Data for this task —
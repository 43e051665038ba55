//! Process orchestration for peer worker processes.
//!
//! `peermgr` is the supervision core of a flow-programming host plugin: it
//! reserves loopback ports, renders worker environment files, spawns and
//! monitors long-lived peer workers, verifies their WebSocket control
//! channels before reporting them ready, persists enough state for workers
//! to survive host restarts, and tears them down across platforms.
//!
//! The entry point is [`Supervisor`]; everything else supports it.

pub mod config;
pub mod env_file;
pub mod health;
pub mod log;
pub mod paths;
pub mod ports;
pub mod probe;
pub mod process;
pub mod registry;
pub mod status;
pub mod supervisor;
pub mod sys;

pub use config::{ConfigError, DeviceInfo, OrchestratorConfig, Role};
pub use health::ExitEvent;
pub use paths::Paths;
pub use ports::{PortError, PortRegistry};
pub use probe::{Probe, ProbeConfig};
pub use process::{ProcessError, WorkerHandle, WorkerKind};
pub use registry::{ProcessRecord, ProcessRegistry, ProcessState};
pub use status::{NullStatusSink, StatusFill, StatusShape, StatusSink, StatusUpdate};
pub use supervisor::{Supervisor, SupervisorError, SupervisorStats, WorkerRef};
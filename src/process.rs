use crate::config::{OrchestratorConfig, Role};
use crate::log::{LogSink, LogStream, spawn_log_copier, worker_log_path};
use crate::paths::Paths;
use crate::sys;
use std::path::{Path, PathBuf};
use std::process::Stdio;
use std::time::Duration;
use tokio::process::{Child, Command};

pub const DEFAULT_KILL_TIMEOUT_MS: u64 = 5000;
pub const DEFAULT_KILL_SIGNAL: &str = "SIGTERM";

#[derive(Debug, thiserror::Error)]
pub enum ProcessError {
    #[error("worker executable not found at: {0}")]
    ExecutableNotFound(PathBuf),
    #[error("failed to spawn worker: {0}")]
    SpawnFailed(#[source] std::io::Error),
    #[error("invalid signal: {0}")]
    InvalidSignal(String),
    #[error("failed to signal process: {0}")]
    Kill(#[source] std::io::Error),
}

/// Whether this handle spawned the process or merely found it running.
/// Owned workers have their exit reaped by the exit watcher; external ones
/// are only observed through liveness polls.
#[derive(Debug, Clone, Copy, PartialEq, Eq)]
pub enum WorkerKind {
    Owned,
    External,
}

/// A live worker the supervisor can act on. Both kinds terminate through
/// the platform layer by pid, so a rediscovered worker is as controllable
/// as one we spawned.
#[derive(Debug)]
pub struct WorkerHandle {
    pub owner_id: String,
    pub pid: u32,
    pub port: u16,
    pub kind: WorkerKind,
    killed: bool,
}

impl WorkerHandle {
    /// Handle for a worker found already running.
    pub fn external(owner_id: &str, pid: u32, port: u16) -> Self {
        Self {
            owner_id: owner_id.to_string(),
            pid,
            port,
            kind: WorkerKind::External,
            killed: false,
        }
    }

    fn owned(owner_id: &str, pid: u32, port: u16) -> Self {
        Self {
            owner_id: owner_id.to_string(),
            pid,
            port,
            kind: WorkerKind::Owned,
            killed: false,
        }
    }

    pub fn is_alive(&self) -> bool {
        !self.killed && sys::is_pid_alive(self.pid)
    }

    pub fn was_killed(&self) -> bool {
        self.killed
    }

    /// Graceful termination with forced escalation after `timeout`.
    /// Idempotent; a second call on a killed handle is a no-op.
    pub async fn terminate(&mut self, signal: &str, timeout: Duration) -> Result<(), ProcessError> {
        if self.killed {
            return Ok(());
        }
        if sys::is_pid_alive(self.pid) {
            sys::terminate_gracefully(self.pid, signal, timeout).await?;
        }
        self.killed = true;
        Ok(())
    }
}

/// Command-line arguments for the worker invocation. The `--port=` form is
/// load-bearing: the emergency sweep matches on it.
pub fn worker_args(role: Role, port: u16, env_file: &Path, use_local_address: bool) -> Vec<String> {
    let mut args = vec![format!("--port={port}")];
    if use_local_address {
        args.push("--use-local-address".to_string());
    }
    args.extend([
        "--mode=peer".to_string(),
        format!("--buyer-or-seller={role}"),
        role.counterparty_source_flag().to_string(),
        format!("--envFile={}", env_file.display()),
        format!("--ws-port={port}"),
    ]);
    args
}

/// Spawn the worker for one owner, wiring its stdout/stderr to log copier
/// tasks. The returned `Child` must be awaited (the exit watcher does) or
/// the process leaks as a zombie on unix.
pub async fn spawn_worker(
    owner_id: &str,
    role: Role,
    port: u16,
    config: &OrchestratorConfig,
    paths: &Paths,
) -> Result<(WorkerHandle, Child), ProcessError> {
    if !config.worker_path.exists() {
        return Err(ProcessError::ExecutableNotFound(config.worker_path.clone()));
    }

    let env_file = paths.worker_env_file(role, owner_id);
    let args = worker_args(role, port, &env_file, config.use_local_address);

    let mut child = Command::new(&config.worker_path)
        .args(&args)
        .current_dir(paths.env_dir())
        .stdin(Stdio::null())
        .stdout(Stdio::piped())
        .stderr(Stdio::piped())
        .kill_on_drop(false)
        .spawn()
        .map_err(ProcessError::SpawnFailed)?;

    let pid = child
        .id()
        .ok_or_else(|| ProcessError::SpawnFailed(std::io::Error::other("child exited at spawn")))?;

    let (stdout_sink, stderr_sink) = match &config.log_dir {
        Some(dir) => {
            let _ = tokio::fs::create_dir_all(dir).await;
            (
                LogSink::File(worker_log_path(dir, role, owner_id, LogStream::Stdout)),
                LogSink::File(worker_log_path(dir, role, owner_id, LogStream::Stderr)),
            )
        }
        None => {
            let tag = format!("{role}-{owner_id}");
            (
                LogSink::Console { tag: tag.clone() },
                LogSink::Console { tag },
            )
        }
    };

    if let Some(stdout) = child.stdout.take() {
        spawn_log_copier(LogStream::Stdout, stdout, stdout_sink);
    }
    if let Some(stderr) = child.stderr.take() {
        spawn_log_copier(LogStream::Stderr, stderr, stderr_sink);
    }

    Ok((WorkerHandle::owned(owner_id, pid, port), child))
}

#[cfg(test)]
mod tests {
    use super::*;

    #[test]
    fn test_worker_args_shape() {
        let args = worker_args(Role::Buyer, 6650, Path::new("/data/.buyer-env-n1"), true);
        assert_eq!(args[0], "--port=6650");
        assert!(args.contains(&"--use-local-address".to_string()));
        assert!(args.contains(&"--mode=peer".to_string()));
        assert!(args.contains(&"--buyer-or-seller=buyer".to_string()));
        assert!(args.contains(&"--list-of-sellers-source=env".to_string()));
        assert!(args.contains(&"--envFile=/data/.buyer-env-n1".to_string()));
        assert!(args.contains(&"--ws-port=6650".to_string()));
    }

    #[test]
    fn test_worker_args_without_local_address() {
        let args = worker_args(Role::Seller, 6651, Path::new("/d/.seller-env-n2"), false);
        assert!(!args.contains(&"--use-local-address".to_string()));
        assert!(args.contains(&"--buyer-or-seller=seller".to_string()));
        assert!(args.contains(&"--list-of-buyers-source=env".to_string()));
    }

    #[tokio::test]
    async fn test_spawn_missing_executable() {
        let dir = tempfile::tempdir().unwrap();
        let paths = Paths::with_base(dir.path().to_path_buf());
        let config = OrchestratorConfig::new("/nonexistent/peer-worker");

        let err = spawn_worker("node-1", Role::Buyer, 6650, &config, &paths)
            .await
            .unwrap_err();
        assert!(matches!(err, ProcessError::ExecutableNotFound(_)));
    }

    #[cfg(unix)]
    #[tokio::test]
    async fn test_spawn_and_terminate_real_process() {
        let dir = tempfile::tempdir().unwrap();
        let paths = Paths::with_base(dir.path().to_path_buf());
        tokio::fs::create_dir_all(paths.env_dir()).await.unwrap();

        // Stand-in worker that ignores its arguments and just stays up.
        let script = dir.path().join("peer-worker");
        tokio::fs::write(&script, "#!/bin/sh\nexec sleep 300\n")
            .await
            .unwrap();
        let mut perms = std::fs::metadata(&script).unwrap().permissions();
        std::os::unix::fs::PermissionsExt::set_mode(&mut perms, 0o755);
        std::fs::set_permissions(&script, perms).unwrap();

        let mut config = OrchestratorConfig::new(&script);
        config.log_dir = Some(dir.path().join("logs"));

        let (mut handle, mut child) = spawn_worker("node-1", Role::Buyer, 6650, &config, &paths)
            .await
            .unwrap();
        assert!(handle.is_alive());
        assert_eq!(handle.kind, WorkerKind::Owned);

        handle
            .terminate(DEFAULT_KILL_SIGNAL, Duration::from_secs(5))
            .await
            .unwrap();
        child.wait().await.unwrap();
        assert!(!handle.is_alive());

        // Second terminate is a no-op.
        handle
            .terminate(DEFAULT_KILL_SIGNAL, Duration::from_secs(1))
            .await
            .unwrap();
    }
}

Your task —
Please show every line above that includes the word "WorkerHandle".

Task solution —
pub use process::{ProcessError, WorkerHandle, WorkerKind};
pub struct WorkerHandle {
impl WorkerHandle {
) -> Result<(WorkerHandle, Child), ProcessError> {
    Ok((WorkerHandle::owned(owner_id, pid, port), child))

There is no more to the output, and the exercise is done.